The model includes 4 categorical predictors in total where two of them (A and G) contains gender coding (one for the participant and one for the stimuli). C contains country (5) and T has 3 levels.

The predictors has a small to medium effect which I believe the prior reflects.

Below are the model that works (fit2) and the model that results in issues (fit3).


fit2priors <- c(prior(normal(-1.07, 1), class = Intercept, coef = 1),
                prior(normal(-0.57, 1), class = Intercept, coef = 2),
                prior(normal(-0.18, 1), class = Intercept, coef = 3),
                prior(normal( 0.18, 1), class = Intercept, coef = 4),
                prior(normal( 0.57, 1), class = Intercept, coef = 5),
                prior(normal( 1.07, 1), class = Intercept, coef = 6),
                prior(normal( 0, 0.25 ), class = b),
                prior(exponential(1) , class = sd),
                prior(normal(0, log(2) / 2), class = b, dpar = disc))

fit2 <- brm(
  formula = bf(Y ~ 1 + C*T + G*A + (1 | id) + (1 | Item)) +
            lf(disc ~ 0 + C + T, cmc = FALSE),
  data = result, 
  family = cumulative("probit"),
  prior = fit2priors,
  warmup = 3000, iter = 16000,
  chains = 4, cores = nCores,
  seed = 5476,
  control = list(adapt_delta = .99),
  init_r = 0.2
)
fit3priors = c(prior(normal(-1.07, 1), class = Intercept, coef = 1),
               prior(normal(-0.57, 1), class = Intercept, coef = 2),
               prior(normal(-0.18, 1), class = Intercept, coef = 3),
               prior(normal( 0.18, 1), class = Intercept, coef = 4),
               prior(normal( 0.57, 1), class = Intercept, coef = 5),
               prior(normal( 1.07, 1), class = Intercept, coef = 6),
               prior(normal( 0, 0.25 ), class = b),
               prior(exponential(1) , class = sd, group = id),
               prior(exponential(1) , class = sd, group = Item),
               prior(lkj_corr_cholesky (2), class = cor),
               prior(normal(0, log(2) / 2), class = b, dpar = disc))

fit3 <- brm(
  formula = bf(Y ~ 1 + C*T + G*A + (1 + C | id) + (1 | Item)) +
    lf(disc ~ 0 + C + T, cmc = FALSE),
  data = result, 
  family = cumulative("probit"),
  prior = fit3priors,
  warmup = 3000, iter = 16000,
  chains = 4, cores = nCores,
  seed = 5476,
  control = list(adapt_delta = .99),
  init_r = 0.2

Any recommendations in regard to priors and or model specification?

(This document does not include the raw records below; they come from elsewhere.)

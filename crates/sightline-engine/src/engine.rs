//! Match analyzer, the entry point of the engine.
//!
//! `MatchAnalyzer` builds the tick store once, then runs every metric pass
//! for each player in parallel over the shared read-only store. Completely
//! pure (no I/O, no clock, no RNG), so identical input gives identical output.

use std::collections::BTreeMap;

use rayon::prelude::*;
use tracing::{debug, info, warn};

use sightline_core::config::AnalysisConfig;
use sightline_core::constants::MAX_REPORTED_SAMPLES;
use sightline_core::enums::EngagementStatus;
use sightline_core::error::Result;
use sightline_core::input::MatchData;
use sightline_core::report::{EngagementCounts, MatchReport, PlayerOutcome, PlayerReport};
use sightline_core::types::PlayerId;

use crate::engagement::EngagementWindow;
use crate::stats;
use crate::store::TickStore;
use crate::systems;

/// Runs the full signal-extraction and scoring pipeline on parsed matches.
#[derive(Debug, Clone, Default)]
pub struct MatchAnalyzer {
    config: AnalysisConfig,
}

impl MatchAnalyzer {
    /// Create an analyzer, rejecting configs that would make the metrics meaningless.
    pub fn new(config: AnalysisConfig) -> Result<Self> {
        config.validate()?;
        Ok(Self { config })
    }

    pub fn config(&self) -> &AnalysisConfig {
        &self.config
    }

    /// Analyze one match.
    ///
    /// Fails only when the tick store itself is inconsistent. Bad data for a
    /// single player yields `PlayerOutcome::Failed` for that player alone.
    pub fn analyze(&self, data: &MatchData) -> Result<MatchReport> {
        let store = TickStore::build(data, &self.config)?;
        let players: Vec<PlayerId> = store.player_ids().collect();

        let outcomes: BTreeMap<PlayerId, PlayerOutcome> = players
            .par_iter()
            .map(|&player| {
                let outcome = match self.analyze_player(&store, player) {
                    Ok(report) => PlayerOutcome::Analyzed(Box::new(report)),
                    Err(error) => {
                        warn!(player, %error, "player analysis failed");
                        PlayerOutcome::Failed {
                            error: error.to_string(),
                        }
                    }
                };
                (player, outcome)
            })
            .collect();

        let report = MatchReport {
            tick_rate: store.tick_rate(),
            total_rounds: store.rounds().len() as u32,
            players: outcomes,
        };
        info!(
            players = report.players.len(),
            rounds = report.total_rounds,
            tick_rate = report.tick_rate,
            "match analyzed"
        );
        Ok(report)
    }

    /// Run every metric pass for one player.
    pub fn analyze_player(&self, store: &TickStore, player: PlayerId) -> Result<PlayerReport> {
        if let Some(fault) = store.fault(player) {
            return Err(fault.clone());
        }
        let config = &self.config;

        // 1. Field-of-view engagement search
        let windows = systems::fov::engagements_for(store, config, player);
        // 2. Sight-anchored reaction times
        let timings = systems::reaction::sight_timings(store, &windows);
        // 3. Retaliation and time-to-damage
        let retaliation = systems::reaction::retaliation_times(store, config, player);
        let ttd = systems::reaction::time_to_damage(store, player);
        // 4. Aim snaps before kills
        let snaps = systems::snap::snaps_for(store, config, player);
        // 5. Headshot, accuracy and smoke ratios
        let counts = systems::consistency::consistency_for(store, config, player);

        let has_snaps = !snaps.velocities_deg_s.is_empty();
        let mut report = PlayerReport {
            player_id: player,
            kills: counts.kills,
            deaths: store.kills().iter().filter(|k| k.victim_id == player).count() as u32,
            shots: counts.shots,
            engagements: engagement_counts(&windows),

            fov_sight_to_fire_avg_ms: stats::mean(&timings.sight_to_fire_ms),
            fov_sight_to_fire_min_ms: stats::min(&timings.sight_to_fire_ms),
            fov_sight_to_damage_avg_ms: stats::mean(&timings.sight_to_damage_ms),
            fov_fire_to_damage_avg_ms: stats::mean(&timings.fire_to_damage_ms),
            sight_to_fire_samples_ms: capped(&timings.sight_to_fire_ms),

            reaction_avg_ms: stats::mean(&retaliation.samples_ms),
            reaction_min_ms: stats::min(&retaliation.samples_ms),
            reaction_samples_ms: capped(&retaliation.samples_ms),

            ttd_avg_ms: stats::mean(&ttd),

            hs_rate: counts.hs_rate,
            hs_round_variance: counts.hs_round_variance,
            accuracy: counts.accuracy,
            smoke_kill_ratio: counts.smoke_kill_ratio,
            smoke_kills: counts.smoke_kills,

            max_snap_velocity_deg_s: stats::max(&snaps.velocities_deg_s),
            avg_snap_velocity_deg_s: stats::mean(&snaps.velocities_deg_s),
            snap_count: has_snaps.then_some(snaps.snap_kills),
            snap_velocities_deg_s: snaps.velocities_deg_s,

            ..Default::default()
        };
        report.diagnostics.discarded_negative_durations =
            timings.discarded_negative + retaliation.discarded_negative;
        report.diagnostics.discarded_implausible_retaliations = retaliation.discarded_implausible;
        report.diagnostics.skipped_snap_gaps = snaps.skipped_gaps;

        // 6. Composite score
        let (score, level) = systems::scoring::score(&report, config);
        report.suspicion_score = score;
        report.suspicion_level = level;
        report.flags = systems::scoring::flags(&report);

        debug!(player, score, ?level, flags = report.flags.len(), "player scored");
        Ok(report)
    }
}

fn engagement_counts(windows: &[EngagementWindow]) -> EngagementCounts {
    let mut counts = EngagementCounts {
        total: windows.len() as u32,
        ..Default::default()
    };
    for window in windows {
        match window.status {
            EngagementStatus::Tracked => counts.tracked += 1,
            EngagementStatus::PreAim => counts.pre_aim += 1,
            EngagementStatus::Untracked => counts.untracked += 1,
            EngagementStatus::Invalid => counts.invalid += 1,
        }
    }
    counts
}

fn capped(samples: &[f64]) -> Vec<f64> {
    samples.iter().take(MAX_REPORTED_SAMPLES).copied().collect()
}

Code for simulating the data below:

#Generate likert scale data

library(LikertMakeR) #https://github.com/WinzarH/LikertMakeR
library(reshape2)
library(tibble)
library(tidyr) 
library(ggplot2)



######################## Start simulation of data ##############################

#ensure repicable results
set.seed(5476)


TA <- lfast(
  n = 30,
  mean = 6,
  sd = 1.5,
  lowerbound = 1,
  upperbound = 7,
  items = 3
)


TB <- lfast(
  n = 30,
  mean = 6,
  sd = 1,
  lowerbound = 1,
  upperbound = 7,
  items = 3
)


TC <- lfast(
  n = 30,
  mean = 6,
  sd = 1.5,
  lowerbound = 1,
  upperbound = 7,
  items = 3
)

Sw <- data.frame(TA, TB, TC)
rm(TA, TB, TC)




TA <- lfast(
  n = 30,
  mean = 5.5,
  sd = 1.5,
  lowerbound = 1,
  upperbound = 7,
  items = 3
)


TB <- lfast(
  n = 30,
  mean = 5.5,
  sd = 1,
  lowerbound = 1,
  upperbound = 7,
  items = 3
)


TC <- lfast(
  n = 30,
  mean = 5.5,
  sd = 1.5,
  lowerbound = 1,
  upperbound = 7,
  items = 3
)

Uk <- data.frame(TA, TB, TC)
rm(TA, TB, TC)




TA <- lfast(
  n = 30,
  mean = 5.0,
  sd = 1.5,
  lowerbound = 1,
  upperbound = 7,
  items = 3
)


TB <- lfast(
  n = 30,
  mean = 5.0,
  sd = 1,
  lowerbound = 1,
  upperbound = 7,
  items = 3
)


TC <- lfast(
  n = 30,
  mean = 5.0,
  sd = 0.5,
  lowerbound = 1,
  upperbound = 7,
  items = 3
)

Ge <- data.frame(TA, TB, TC)
rm(TA, TB, TC)




TA <- lfast(
  n = 30,
  mean = 4.0,
  sd = 1.5,
  lowerbound = 1,
  upperbound = 7,
  items = 3
)


TB <- lfast(
  n = 30,
  mean = 4.0,
  sd = 1,
  lowerbound = 1,
  upperbound = 7,
  items = 3
)


TC <- lfast(
  n = 30,
  mean = 4.0,
  sd = 0.5,
  lowerbound = 1,
  upperbound = 7,
  items = 3
)

Br <- data.frame(TA, TB, TC)
rm(TA, TB, TC)


TA <- lfast(
  n = 30,
  mean = 3.0,
  sd = 1.5,
  lowerbound = 1,
  upperbound = 7,
  items = 3
)


TB <- lfast(
  n = 30,
  mean = 3.0,
  sd = 1,
  lowerbound = 1,
  upperbound = 7,
  items = 3
)


TC <- lfast(
  n = 30,
  mean = 3.0,
  sd = 0.5,
  lowerbound = 1,
  upperbound = 7,
  items = 3
)

Th <- data.frame(TA, TB, TC)
rm(TA, TB, TC)

######################### End simulation of data ##############################



######################### Create the data frame ############################# 

#Convert each frame to long format

CM <- gather(Sw, key = "T", value = "Y", c("TA", "TB", "TC" ))
CL <- gather(Uk, key = "T", value = "Y", c("TA", "TB", "TC" ))
CK <- gather(Ge, key = "T", value = "Y", c("TA", "TB", "TC" ))
CJ <- gather(Br, key = "T", value = "Y", c("TA", "TB", "TC" ))
CI <- gather(Th, key = "T", value = "Y", c("TA", "TB", "TC" ))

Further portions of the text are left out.